Barbieri Sara1,Fichera Anna12,Orabona Rossana1,Fratelli Nicola1,Odicino Franco E.12,Prefumo Federico3

Affiliation:

1. Department of Obstetrics and Gynecology , 18572 ASST-Spedali Civili , Brescia , Italy

2. Department of Clinical and Experimental Sciences , 18572 University of Brescia , Brescia , Italy

3. Obstetrics and Gynecology Unit , IRCCS Istituto Giannina Gaslini , Genova , Italy

Abstract

Abstract Objectives To compare characteristics of labor, cardiotocography traces, and maternal and neonatal outcomes, in a cohort of pregnancies at term complicated by maternal intrapartum pyrexia, with or without a histologic diagnosis of chorioamnionitis.

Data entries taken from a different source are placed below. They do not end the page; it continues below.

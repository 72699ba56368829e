//! Adapter interfaces for external systems.
//!
//! The bot talks to three collaborators:
//! - a remote account API ([`RemoteClient`] / [`RemoteSession`])
//! - a face module that detects and composes faces ([`FaceModule`])
//! - image fetch / write ([`ImageIo`])
//!
//! Each trait has one shipped implementation; tests plug in stubs.

pub mod faces;
pub mod http;
pub mod images;

use std::path::Path;

use anyhow::Result;
use async_trait::async_trait;
use thiserror::Error;

use crate::domain::{Account, Image, MediaItem, Rect};

pub use faces::CommandFaceModule;
pub use http::{HttpRemote, HttpRemoteConfig};
pub use images::HttpImageIo;

/// Errors from the remote account API
#[derive(Debug, Error)]
pub enum RemoteError {
    /// The call went through but the remote reported a non-ok status
    #[error("Invalid response status: {0}")]
    InvalidStatus(String),

    #[error("Network error: {0}")]
    Transport(#[from] reqwest::Error),

    #[error("Malformed response: {0}")]
    Decode(String),

    #[error("IO error: {0}")]
    Io(#[from] std::io::Error),
}

/// Entry point to the remote account API
#[async_trait]
pub trait RemoteClient: Send + Sync {
    /// Establish a fresh session
    async fn login(&self) -> Result<Box<dyn RemoteSession>, RemoteError>;
}

/// An authenticated remote session
#[async_trait]
pub trait RemoteSession: Send + Sync {
    /// Accounts followed by the logged-in user
    async fn list_followed_accounts(&self) -> Result<Vec<Account>, RemoteError>;

    /// Most recent media posted by an account
    async fn list_recent_media(&self, account: &Account) -> Result<Vec<MediaItem>, RemoteError>;

    /// Followers of an account
    async fn list_followers(&self, account: &Account) -> Result<Vec<Account>, RemoteError>;

    /// Follow an account
    async fn follow(&self, account_id: &str) -> Result<(), RemoteError>;

    /// Publish an image file with a caption
    async fn publish(&self, image_path: &Path, caption: &str) -> Result<(), RemoteError>;

    /// End the session
    async fn logout(&self) -> Result<(), RemoteError>;
}

/// Face detection and composition
#[async_trait]
pub trait FaceModule: Send + Sync {
    /// Human-readable module name
    fn name(&self) -> &str;

    /// Locate faces in an image
    async fn detect(&self, image: &Image) -> Result<Vec<Rect>>;

    /// Produce a new image with the given faces replaced
    async fn compose(&self, image: &Image, faces: &[Rect]) -> Result<Image>;
}

/// Image fetch and persistence
#[async_trait]
pub trait ImageIo: Send + Sync {
    /// Download an image by URL
    async fn fetch(&self, url: &str) -> Result<Image>;

    /// Write an image to disk, creating parent directories
    async fn write(&self, path: &Path, image: &Image) -> Result<()>;
}
//! Shared stubs for integration tests.

#![allow(dead_code)]

use std::collections::HashMap;
use std::path::{Path, PathBuf};
use std::sync::atomic::{AtomicUsize, Ordering};
use std::sync::{Arc, Mutex};

use anyhow::Result;
use async_trait::async_trait;
use chrono::{TimeZone, Utc};

use facebot::adapters::{FaceModule, ImageIo, RemoteClient, RemoteError, RemoteSession};
use facebot::catalog::CatalogStore;
use facebot::domain::{Account, CatalogRecord, Image, MediaItem, Rect};

pub fn media(id: &str, account_id: &str, likes: i64) -> MediaItem {
    MediaItem {
        id: id.to_string(),
        url: format!("https://cdn.example.com/{}.jpg", id),
        account_id: account_id.to_string(),
        account_name: format!("user_{}", account_id),
        like_count: likes,
        posted_at: Utc.timestamp_opt(1_700_000_000, 0).unwrap(),
    }
}

pub fn record(id: &str, account_id: &str, faces: u32, likes: i64) -> CatalogRecord {
    CatalogRecord::available(media(id, account_id, likes), faces)
}

pub fn store_with(records: &[CatalogRecord]) -> CatalogStore {
    let store = CatalogStore::open_in_memory().unwrap();
    for record in records {
        store.put(record).unwrap();
    }
    store
}

/// Shared state behind the stub remote and its sessions
#[derive(Default)]
pub struct RemoteState {
    pub accounts: Mutex<Vec<Account>>,
    pub media: Mutex<HashMap<String, Vec<MediaItem>>>,
    pub followers: Mutex<Vec<Account>>,

    /// Number of upcoming logins that fail
    pub failing_logins: AtomicUsize,
    pub fail_publish: Mutex<bool>,

    /// Bumped on every account list fetch
    pub generation: AtomicUsize,
    pub logins: AtomicUsize,
    pub logouts: AtomicUsize,
    pub published: Mutex<Vec<(PathBuf, String)>>,
    pub followed: Mutex<Vec<String>>,
}

#[derive(Clone, Default)]
pub struct StubRemote {
    pub state: Arc<RemoteState>,
}

impl StubRemote {
    pub fn with_accounts(accounts: Vec<(Account, Vec<MediaItem>)>) -> Self {
        let remote = Self::default();
        {
            let mut list = remote.state.accounts.lock().unwrap();
            let mut media = remote.state.media.lock().unwrap();
            for (account, items) in accounts {
                media.insert(account.id.clone(), items);
                list.push(account);
            }
        }
        remote
    }

    pub fn generation(&self) -> usize {
        self.state.generation.load(Ordering::SeqCst)
    }
}

/// Item ids are tagged `g<generation>:<id>` so tests can tell list
/// generations apart.
pub fn split_generation(id: &str) -> (usize, &str) {
    let (tag, rest) = id.split_once(':').unwrap();
    (tag.trim_start_matches('g').parse().unwrap(), rest)
}

#[async_trait]
impl RemoteClient for StubRemote {
    async fn login(&self) -> Result<Box<dyn RemoteSession>, RemoteError> {
        self.state.logins.fetch_add(1, Ordering::SeqCst);
        let failing = self.state.failing_logins.load(Ordering::SeqCst);
        if failing > 0 {
            self.state.failing_logins.store(failing - 1, Ordering::SeqCst);
            return Err(RemoteError::InvalidStatus("login refused".into()));
        }
        Ok(Box::new(StubSession {
            state: self.state.clone(),
        }))
    }
}

struct StubSession {
    state: Arc<RemoteState>,
}

#[async_trait]
impl RemoteSession for StubSession {
    async fn list_followed_accounts(&self) -> Result<Vec<Account>, RemoteError> {
        self.state.generation.fetch_add(1, Ordering::SeqCst);
        Ok(self.state.accounts.lock().unwrap().clone())
    }

    async fn list_recent_media(&self, account: &Account) -> Result<Vec<MediaItem>, RemoteError> {
        let generation = self.state.generation.load(Ordering::SeqCst);
        let items = self
            .state
            .media
            .lock()
            .unwrap()
            .get(&account.id)
            .cloned()
            .unwrap_or_default();
        Ok(items
            .into_iter()
            .map(|mut item| {
                item.id = format!("g{}:{}", generation, item.id);
                item
            })
            .collect())
    }

    async fn list_followers(&self, _account: &Account) -> Result<Vec<Account>, RemoteError> {
        Ok(self.state.followers.lock().unwrap().clone())
    }

    async fn follow(&self, account_id: &str) -> Result<(), RemoteError> {
        self.state.followed.lock().unwrap().push(account_id.to_string());
        Ok(())
    }

    async fn publish(&self, image_path: &Path, caption: &str) -> Result<(), RemoteError> {
        if *self.state.fail_publish.lock().unwrap() {
            return Err(RemoteError::InvalidStatus("upload rejected".into()));
        }
        self.state
            .published
            .lock()
            .unwrap()
            .push((image_path.to_path_buf(), caption.to_string()));
        Ok(())
    }

    async fn logout(&self) -> Result<(), RemoteError> {
        self.state.logouts.fetch_add(1, Ordering::SeqCst);
        Ok(())
    }
}

/// Face module reporting a fixed number of faces
pub struct StubFaces {
    pub faces: usize,
    pub fail_compose: bool,
    pub detect_calls: AtomicUsize,
}

impl StubFaces {
    pub fn new(faces: usize) -> Self {
        Self {
            faces,
            fail_compose: false,
            detect_calls: AtomicUsize::new(0),
        }
    }

    pub fn failing_compose(faces: usize) -> Self {
        Self {
            fail_compose: true,
            ..Self::new(faces)
        }
    }
}

#[async_trait]
impl FaceModule for StubFaces {
    fn name(&self) -> &str {
        "stub"
    }

    async fn detect(&self, _image: &Image) -> Result<Vec<Rect>> {
        self.detect_calls.fetch_add(1, Ordering::SeqCst);
        Ok((0..self.faces as u32)
            .map(|i| Rect {
                x: i * 10,
                y: 0,
                width: 10,
                height: 10,
            })
            .collect())
    }

    async fn compose(&self, image: &Image, _faces: &[Rect]) -> Result<Image> {
        if self.fail_compose {
            anyhow::bail!("compose failed");
        }
        let mut bytes = image.as_bytes().to_vec();
        bytes.reverse();
        Ok(Image::new(bytes))
    }
}

/// In-memory image source and sink
#[derive(Default)]
pub struct StubImages {
    pub fetched: Mutex<Vec<String>>,
    pub written: Mutex<Vec<PathBuf>>,
}

#[async_trait]
impl ImageIo for StubImages {
    async fn fetch(&self, url: &str) -> Result<Image> {
        self.fetched.lock().unwrap().push(url.to_string());
        Ok(Image::new(url.as_bytes().to_vec()))
    }

    async fn write(&self, path: &Path, _image: &Image) -> Result<()> {
        self.written.lock().unwrap().push(path.to_path_buf());
        Ok(())
    }
}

Methods This is a retrospective case-control study including pregnancies at term with detection of maternal intrapartum pyrexia, delivered between January 2020 and June 2021. Cardiotocography traces were entirely evaluated, since admission till delivery, and classified according to the International Federation of Obstetrics and Gynecology (FIGO) guideline. Maternal and neonatal outcomes were also recorded as secondary outcomes. Placentas have been studied according to the Amniotic Fluid Infection Nosology Committee. Results Forty four patients met the inclusion criteria and were included in the study cohort. There was a significant association between the use of oxytocin augmentation in labor and the histologic diagnosis of chorioamnionitis. A significative recurrence of loss and/or absence of accelerations at the point of pyrexia was also documented in women with histological chorioamnionitis compared to the others. Conclusions Chorioamnionitis appears to be associated with myometrial disfunction, as suggested by the increased use of oxytocin augmentation during active labor of women at term with intrapartum pyrexia and histologic diagnosis of chorioamnionitis.